Recently a thought leader I follow recommended a book I hadn’t heard of, and I quickly checked it out of my local library. “Traffic: Why We Drive the Way We Do (and What It Says About Us)” sounded like ideal reading for someone who writes about the car industry.
Though it was published in 2008, before many of the technological advances we now take for granted, the bulk of the book is packed with timeless insight into the cherished American experience of the road. It even takes absorbing detours to other countries, opening windows onto practices alien to our motoring minds.
“Traffic” delves into all things road-related, from the anatomy of traffic, including dreaded jams, to road design and driving safety. Despite what might seem like dry material, I found it to be a page-turner I reluctantly put down each night before bed (though I didn’t have bad dreams about traffic).
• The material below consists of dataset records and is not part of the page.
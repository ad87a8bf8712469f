use super::key_value_repository::{KeyValueError, KeyValueRepository};
use async_trait::async_trait;
use std::io::{ErrorKind, Write};
use std::path::{Path, PathBuf};
use tempfile::Builder;

/// Stores each key as `<dir>/<key>.json`
pub struct FileKeyValueRepository {
    dir: PathBuf,
}

impl FileKeyValueRepository {
    pub fn new(dir: impl Into<PathBuf>) -> Self {
        Self { dir: dir.into() }
    }

    fn path_for(&self, key: &str) -> Result<PathBuf, KeyValueError> {
        let valid = !key.is_empty()
            && !key.starts_with('.')
            && !key.contains(['/', '\\'])
            && !key.contains("..");
        if !valid {
            return Err(KeyValueError::InvalidKey(key.to_string()));
        }
        Ok(self.dir.join(format!("{}.json", key)))
    }

    /// Write `value` to a uniquely named sibling file, then rename it over
    /// `path`. The temp file is removed if any step fails.
    fn write_atomic(dir: &Path, key: &str, path: &Path, value: &[u8]) -> std::io::Result<()> {
        let mut file = Builder::new()
            .prefix(&format!(".{}.", key))
            .suffix(".tmp")
            .tempfile_in(dir)?;
        file.write_all(value)?;
        file.as_file().sync_all()?;
        file.persist(path)?;
        Ok(())
    }
}

#[async_trait]
impl KeyValueRepository for FileKeyValueRepository {
    async fn get(&self, key: &str) -> Result<Option<Vec<u8>>, KeyValueError> {
        let path = self.path_for(key)?;
        match tokio::fs::read(&path).await {
            Ok(bytes) => Ok(Some(bytes)),
            Err(e) if e.kind() == ErrorKind::NotFound => Ok(None),
            Err(e) => Err(e.into()),
        }
    }

    async fn set(&self, key: &str, value: &[u8]) -> Result<(), KeyValueError> {
        let path = self.path_for(key)?;
        tokio::fs::create_dir_all(&self.dir).await?;

        let dir = self.dir.clone();
        let owned_key = key.to_string();
        let target = path.clone();
        let bytes = value.to_vec();
        tokio::task::spawn_blocking(move || Self::write_atomic(&dir, &owned_key, &target, &bytes))
            .await
            .map_err(std::io::Error::other)??;

        tracing::debug!(key = key, bytes = value.len(), path = %path.display(), "Value written");
        Ok(())
    }
}
use super::error::FavoritesError;
use crate::domain::joke::Joke;
use crate::infrastructure::repositories::KeyValueRepository;
use std::collections::{BTreeSet, HashSet};
use std::sync::Arc;
use tokio::sync::{watch, Mutex};

/// Key under which the favorites are persisted
pub const FAVORITES_KEY: &str = "favoriteJokes";

/// Ordered, duplicate-free list of favorite jokes, persisted after every change.
///
/// The lock on the collection is held until the persistence write finishes,
/// so writes are serialized and each one stores the state produced by its
/// own mutation.
pub struct FavoritesStore {
    kv_repo: Arc<dyn KeyValueRepository>,
    jokes: Mutex<Vec<Joke>>,
    changed: watch::Sender<Vec<Joke>>,
    load_error: Option<FavoritesError>,
}

impl FavoritesStore {
    /// Hydrate the store from persisted data.
    ///
    /// Never fails: missing, unreadable or undecodable data yields an empty
    /// store. Problems are kept in `load_error` and nothing is written back.
    pub async fn load(kv_repo: Arc<dyn KeyValueRepository>) -> Self {
        let (jokes, load_error) = match Self::read_persisted(kv_repo.as_ref()).await {
            Ok(jokes) => {
                tracing::info!(count = jokes.len(), "Favorites loaded");
                (jokes, None)
            }
            Err(e) => {
                tracing::warn!(error = %e, "Starting with no favorites");
                (Vec::new(), Some(e))
            }
        };

        let (changed, _) = watch::channel(jokes.clone());

        Self {
            kv_repo,
            jokes: Mutex::new(jokes),
            changed,
            load_error,
        }
    }

    /// The non-fatal error encountered while loading, if any
    pub fn load_error(&self) -> Option<&FavoritesError> {
        self.load_error.as_ref()
    }

    /// Snapshot of the favorites in insertion order
    pub async fn favorites(&self) -> Vec<Joke> {
        self.jokes.lock().await.clone()
    }

    pub async fn contains(&self, joke: &Joke) -> bool {
        self.jokes.lock().await.contains(joke)
    }

    pub async fn len(&self) -> usize {
        self.jokes.lock().await.len()
    }

    pub async fn is_empty(&self) -> bool {
        self.jokes.lock().await.is_empty()
    }

    /// Receive the new list after every change
    pub fn subscribe(&self) -> watch::Receiver<Vec<Joke>> {
        self.changed.subscribe()
    }

    /// Append `joke` unless an equal one is already stored.
    ///
    /// Returns `Ok(true)` if the joke was added. When the write fails the
    /// joke stays in memory and the next successful save persists it.
    pub async fn add(&self, joke: Joke) -> Result<bool, FavoritesError> {
        let mut jokes = self.jokes.lock().await;

        if jokes.contains(&joke) {
            tracing::info!(setup = %joke.setup, "Joke already in favorites");
            return Ok(false);
        }

        jokes.push(joke);
        self.changed.send_replace(jokes.clone());
        tracing::info!(count = jokes.len(), "Joke added to favorites");

        self.persist(&jokes).await?;
        Ok(true)
    }

    /// Remove the favorites at `indices` and persist the result.
    ///
    /// Either every index is valid and all are removed, or nothing changes.
    /// Returns the removed jokes in ascending index order.
    pub async fn remove_at(
        &self,
        indices: impl IntoIterator<Item = usize>,
    ) -> Result<Vec<Joke>, FavoritesError> {
        let indices: BTreeSet<usize> = indices.into_iter().collect();
        let mut jokes = self.jokes.lock().await;

        if let Some(&index) = indices.iter().find(|&&i| i >= jokes.len()) {
            return Err(FavoritesError::InvalidIndex {
                index,
                len: jokes.len(),
            });
        }
        if indices.is_empty() {
            return Ok(Vec::new());
        }

        let mut removed: Vec<Joke> = indices.iter().rev().map(|&i| jokes.remove(i)).collect();
        removed.reverse();

        self.changed.send_replace(jokes.clone());
        tracing::info!(
            removed = removed.len(),
            count = jokes.len(),
            "Jokes removed from favorites"
        );

        self.persist(&jokes).await?;
        Ok(removed)
    }

    /// Write the whole collection to storage, replacing what was there
    pub async fn save(&self) -> Result<(), FavoritesError> {
        let jokes = self.jokes.lock().await;
        self.persist(&jokes).await
    }

    async fn persist(&self, jokes: &[Joke]) -> Result<(), FavoritesError> {
        let data = serde_json::to_vec(jokes).map_err(|e| {
            tracing::warn!(error = %e, "Unable to encode favorite jokes");
            FavoritesError::PersistenceWrite(e.to_string())
        })?;

        self.kv_repo.set(FAVORITES_KEY, &data).await.map_err(|e| {
            tracing::warn!(error = %e, "Unable to save favorite jokes");
            FavoritesError::PersistenceWrite(e.to_string())
        })
    }

    async fn read_persisted(kv_repo: &dyn KeyValueRepository) -> Result<Vec<Joke>, FavoritesError> {
        let Some(data) = kv_repo
            .get(FAVORITES_KEY)
            .await
            .map_err(|e| FavoritesError::PersistenceRead(e.to_string()))?
        else {
            return Ok(Vec::new());
        };

        let mut jokes: Vec<Joke> = serde_json::from_slice(&data)
            .map_err(|e| FavoritesError::PersistenceDecode(e.to_string()))?;

        // Hand-edited or older data may contain repeats; keep the first
        let mut seen = HashSet::new();
        jokes.retain(|joke| seen.insert(joke.clone()));

        Ok(jokes)
    }
}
For instance, it digs into the phenomenon we’ve all experienced as drivers: finding we’ve zoned out on the road and can’t remember some miles and minutes behind us. In fact, in a scary reading moment, it revealed that some even doze off behind the wheel.
It dissects American approaches to moving traffic through intersections – turns out roundabouts are actually the safest design, though they’re far from common here.
It delves into how traffic jams develop and the best approach to merging.
And it describes the most effective traffic-calming designs to keep people, especially pedestrians, safe.
Bonus fact: Professional racecar drivers aren’t the safest pilots in their civilian rides.
Vanderbilt obviously took to the subject with gusto, packing what seems like an obsessive volume of research into the book. The reader is rewarded with fascinating fact after fact.
By the time I turned the last page, I had a new respect for the responsibility I take every time I start my car’s engine. I found the parts about the complexities and dangers of driving the most sobering; I’d bet most drivers have no concept of just how dicey the road can be. And maybe that’s for the best – otherwise most of us might stop driving altogether.
In the end, though “Traffic,” serves as a sweeping technical overview of the road that helps make sense of the chaos we routinely face, it’s essentially a story about human nature. The car is, after all, our roving home and therefore where many of our fears, dreams and neuroses play out, if usually in our subconsciousness.
If you pick it up, I suggest you buckle up and get ready for an eye-opening journey into your own mind that could give you new perspective to share with customers.